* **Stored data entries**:
******

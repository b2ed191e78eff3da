//! Voice: one sounding note: oscillators sharing a single amplitude envelope.

use crate::compiler::VoiceEvent;
use crate::pattern::Brush;

use super::oscillator::{Oscillator, Waveform};
use super::param::{Automation, Param};
use super::shaper::DriveCurve;

/// One oscillator of a voice together with its frequency automation.
#[derive(Debug, Clone)]
struct Partial {
    oscillator: Oscillator,
    frequency: Param,
}

/// A voice renders between `start` (inclusive) and `stop` (exclusive),
/// context seconds. Outside that window it is silent and its oscillators do
/// not advance.
#[derive(Debug, Clone)]
pub struct Voice {
    pub track: usize,
    pub brush: Brush,
    partials: Vec<Partial>,
    /// Shared amplitude envelope.
    pub envelope: Param,
    drive: Option<DriveCurve>,
    start: f64,
    stop: f64,
    sample_rate: f64,
    env_buf: Vec<f32>,
    freq_buf: Vec<f32>,
}

impl Voice {
    /// Instantiate a compiled event: one oscillator with its own envelope.
    pub fn from_event(event: &VoiceEvent, sample_rate: f64) -> Self {
        let initial_freq = event
            .frequency
            .first()
            .map(|a| match *a {
                Automation::SetValue { value, .. }
                | Automation::LinearRamp { value, .. }
                | Automation::ExponentialRamp { value, .. } => value,
                Automation::SetTarget { target, .. } => target,
            })
            .unwrap_or(440.0);
        Voice {
            track: event.track,
            brush: event.brush,
            partials: vec![Partial {
                oscillator: Oscillator::new(event.waveform, sample_rate),
                frequency: Param::from_events(initial_freq, &event.frequency),
            }],
            envelope: Param::from_events(0.0, &event.gain),
            drive: None,
            start: event.start,
            stop: event.stop,
            sample_rate,
            env_buf: Vec::new(),
            freq_buf: Vec::new(),
        }
    }

    /// A voice with one oscillator per frequency, open-ended until `stop_at`.
    pub fn sustained(
        track: usize,
        brush: Brush,
        waveform: Waveform,
        frequencies: &[f64],
        start: f64,
        sample_rate: f64,
    ) -> Self {
        Voice {
            track,
            brush,
            partials: frequencies
                .iter()
                .map(|&f| Partial {
                    oscillator: Oscillator::new(waveform, sample_rate),
                    frequency: Param::new(f),
                })
                .collect(),
            envelope: Param::new(0.0),
            drive: None,
            start,
            stop: f64::INFINITY,
            sample_rate,
            env_buf: Vec::new(),
            freq_buf: Vec::new(),
        }
    }

    pub fn with_drive(mut self, drive: Option<DriveCurve>) -> Self {
        self.drive = drive;
        self
    }

    pub fn set_drive(&mut self, drive: Option<DriveCurve>) {
        self.drive = drive;
    }

    pub fn drive(&self) -> Option<DriveCurve> {
        self.drive
    }

    pub fn oscillator_count(&self) -> usize {
        self.partials.len()
    }

    /// Frequency automation of oscillator `index`.
    pub fn frequency_mut(&mut self, index: usize) -> Option<&mut Param> {
        self.partials.get_mut(index).map(|p| &mut p.frequency)
    }

    pub fn start(&self) -> f64 {
        self.start
    }

    pub fn stop(&self) -> f64 {
        self.stop
    }

    /// Schedule the stop. A voice never stops later than already scheduled.
    pub fn stop_at(&mut self, time: f64) {
        self.stop = self.stop.min(time);
    }

    pub fn is_finished(&self, time: f64) -> bool {
        time >= self.stop
    }

    /// Add this voice's output for the frames starting at `time` into `out`.
    pub fn render(&mut self, time: f64, out: &mut [f32]) {
        let n = out.len();
        let sr = self.sample_rate;
        let end = time + n as f64 / sr;
        if end <= self.start || time >= self.stop {
            return;
        }
        let first = ((self.start - time) * sr).ceil().clamp(0.0, n as f64) as usize;
        let last = if self.stop.is_finite() {
            ((self.stop - time) * sr).ceil().clamp(0.0, n as f64) as usize
        } else {
            n
        };

        self.env_buf.resize(n, 0.0);
        self.freq_buf.resize(n, 0.0);
        self.envelope.fill(time, sr, &mut self.env_buf);

        for partial in &mut self.partials {
            partial.frequency.fill(time, sr, &mut self.freq_buf);
            for i in first..last {
                let mut s = partial.oscillator.next_sample(self.freq_buf[i] as f64);
                if let Some(drive) = &self.drive {
                    s = drive.apply(s);
                }
                out[i] += (s * self.env_buf[i] as f64) as f32;
            }
        }
    }
}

******

* **ABOUT THIS EXERCISE**: In the entries above, locate every line with the word "first" and copy it.

* **RESPONSE**:
            .first()
        let first = ((self.start - time) * sr).ceil().clamp(0.0, n as f64) as usize;
            for i in first..last {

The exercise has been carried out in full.